Jesi: popolazione stabile, in aumento gli stranieri

Sono state infatti rilevate 84 cittadinanze diverse (10 in più dell'anno precedente). I paesi di provenienza più rappresentati sono la Romania, il Bangladesh e l'Albania. In aumento anche gli over 96

Popolazione jesina sostanzialmente stabile in base all'ultimo report elaborato dall'Ufficio statistica del Comune sulla base dei dati al 31 dicembre scorso. Il numero dei residenti si attesta su 40.646 unità, appena 9 in più rispetto allo scorso anno ed 11 rispetto a fine 2010.

Il saldo naturale registra nel 2012 un segno negativo di 156 unità, dovuto alla nascita di 336  bambini (155 maschi, 181 femmine, con un decremento di quasi il 10% rispetto all'anno prima), a fronte di 492 cittadini deceduti (257 maschi, 249 femmine, in aumento dell'11,6%). A compensare questa riduzione c'è il saldo attivo tra immigrati ed emigrati: i primi sono stati 1212, i secondi 1047. Di quanti hanno scelto di venire a vivere a Jesi nel 2012, 849 provengono da altri Comuni italiani e 311 dall'estero. Tra quelli che hanno cambiato residenza, in 909 hanno scelto altri Comuni italiani e 64 l'estero.

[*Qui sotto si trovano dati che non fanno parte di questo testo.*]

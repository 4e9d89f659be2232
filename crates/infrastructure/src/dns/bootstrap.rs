use crate::dns::forwarding::{MessageBuilder, ResponseParser};
use crate::dns::transport::endpoint::sort_by_family;
use crate::dns::transport::udp::UdpTransport;
use crate::dns::transport::{DnsTransport, Endpoint};
use async_trait::async_trait;
use hickory_proto::rr::RecordType;
use rustc_hash::FxHashMap;
use sluice_dns_application::ports::BootstrapResolver;
use sluice_dns_domain::{DomainError, UpstreamProtocol};
use std::net::{IpAddr, SocketAddr};
use std::sync::Arc;
use std::time::Duration;
use tracing::{debug, warn};

/// Resolves upstream hostnames through plain-DNS bootstrap servers, or the
/// system resolver when none are configured.
#[derive(Debug)]
pub struct UdpBootstrapResolver {
    servers: Vec<SocketAddr>,
    timeout: Duration,
    prefer_ipv6: bool,
}

impl UdpBootstrapResolver {
    /// Bootstrap servers must be IP addresses, optionally with a port.
    pub fn new(servers: &[String], timeout: Duration, prefer_ipv6: bool) -> Result<Self, DomainError> {
        let servers = servers
            .iter()
            .map(|s| parse_bootstrap_server(s))
            .collect::<Result<Vec<_>, _>>()?;
        Ok(Self {
            servers,
            timeout,
            prefer_ipv6,
        })
    }

    pub fn servers(&self) -> &[SocketAddr] {
        &self.servers
    }

    async fn query(&self, server: SocketAddr, host: &str) -> Result<Vec<IpAddr>, DomainError> {
        let transport = UdpTransport::new(Arc::new(Endpoint::new(
            &server.ip().to_string(),
            server.port(),
            Arc::new(StaticBootstrap::default()),
            false,
        )));

        let mut addrs = Vec::new();
        let mut last_error = None;
        for record_type in [RecordType::A, RecordType::AAAA] {
            let query = MessageBuilder::build_query(host, record_type)?;
            match transport.send(&query, self.timeout).await {
                Ok(response) => match ResponseParser::parse(&response.bytes) {
                    Ok(parsed) => addrs.extend(parsed.addresses),
                    Err(e) => last_error = Some(e),
                },
                Err(e) => last_error = Some(e),
            }
        }

        if addrs.is_empty() {
            return Err(last_error.unwrap_or_else(|| {
                DomainError::Network(format!("{} has no addresses via {}", host, server))
            }));
        }
        Ok(addrs)
    }
}

fn parse_bootstrap_server(s: &str) -> Result<SocketAddr, DomainError> {
    let protocol: UpstreamProtocol = s.parse()?;
    match &protocol {
        UpstreamProtocol::Udp { host, port } => host
            .parse::<IpAddr>()
            .map(|ip| SocketAddr::new(ip, *port))
            .map_err(|_| {
                DomainError::InvalidUpstream(format!(
                    "bootstrap server '{}' must be an IP address",
                    s
                ))
            }),
        _ => Err(DomainError::InvalidUpstream(format!(
            "bootstrap server '{}' must be plain DNS",
            s
        ))),
    }
}

#[async_trait]
impl BootstrapResolver for UdpBootstrapResolver {
    async fn resolve(&self, host: &str, port: u16) -> Result<Vec<SocketAddr>, DomainError> {
        if let Ok(ip) = host.parse::<IpAddr>() {
            return Ok(vec![SocketAddr::new(ip, port)]);
        }

        if self.servers.is_empty() {
            let found = tokio::net::lookup_host((host, port))
                .await
                .map_err(|e| DomainError::Network(format!("resolving {}: {}", host, e)))?;
            let mut addrs: Vec<SocketAddr> = found.collect();
            sort_by_family(&mut addrs, self.prefer_ipv6);
            return Ok(addrs);
        }

        let mut last_error = None;
        for server in &self.servers {
            match self.query(*server, host).await {
                Ok(ips) => {
                    let mut addrs: Vec<SocketAddr> =
                        ips.into_iter().map(|ip| SocketAddr::new(ip, port)).collect();
                    sort_by_family(&mut addrs, self.prefer_ipv6);
                    debug!(host = %host, bootstrap = %server, addrs = addrs.len(), "Bootstrapped upstream host");
                    return Ok(addrs);
                }
                Err(e) => {
                    warn!(host = %host, bootstrap = %server, error = %e, "Bootstrap lookup failed");
                    last_error = Some(e);
                }
            }
        }

        Err(last_error
            .unwrap_or_else(|| DomainError::Network(format!("could not resolve {}", host))))
    }
}

/// Fixed host table, for embedding and tests.
#[derive(Debug, Default, Clone)]
pub struct StaticBootstrap {
    hosts: FxHashMap<String, Vec<IpAddr>>,
}

impl StaticBootstrap {
    pub fn with_host(mut self, host: &str, ips: Vec<IpAddr>) -> Self {
        self.hosts.insert(host.to_ascii_lowercase(), ips);
        self
    }
}

#[async_trait]
impl BootstrapResolver for StaticBootstrap {
    async fn resolve(&self, host: &str, port: u16) -> Result<Vec<SocketAddr>, DomainError> {
        if let Ok(ip) = host.parse::<IpAddr>() {
            return Ok(vec![SocketAddr::new(ip, port)]);
        }
        self.hosts
            .get(&host.to_ascii_lowercase())
            .map(|ips| ips.iter().map(|ip| SocketAddr::new(*ip, port)).collect())
            .ok_or_else(|| DomainError::Network(format!("unknown host {}", host)))
    }
}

Cresce, invece, il numero dei nuclei familiari, aumentati di 789 unità rispetto all'anno prima: al 31 dicembre 2012 ne risultano 17.844 di cui però quasi 6 mila con un unico componente e 5142 composto da due persone. Le famiglie con un figlio sono 3407, con 2 figli 2504, con 3 scendono a 585. In 73 nuclei familiari si registrano 7 o più componenti.
I cittadini di Jesi da 0 a 6 anni sono circa 2500, quelli sopra i 65 anni sono oltre 10 mila, di cui 80 hanno oltre 96 anni (in sensibile crescita rispetto allo scorso anno quando erano 63).

Nel corso del 2012 si sono celebrati 110 matrimoni, di cui 63 con rito religioso e 47 con rito civile.

La popolazione straniera è composta da 4626 unità, 340 in più rispetto allo scorso anno (+9,27%), con prevalenza di donne (2507) rispetto agli uomini (2119). Esaminando la composizione della popolazione straniera, si conferma per il 2012 una spiccata realtà multietnica: sono state infatti rilevate 84 cittadinanze diverse (10 in più dell'anno precedente). I paesi di provenienza più rappresentati sono la Romania con 1068 immigrati (23,08%), il Bangladesh con 473 (10,22%), l‘Albania con  442 (9,55%), il Marocco con 336 (7,26%), la Nigeria con 270 (5,83%), la Tunisia con 251 (5,42%), la Cina con 242 (5,23%) e la Polonia con 218 immigrati (4,71%).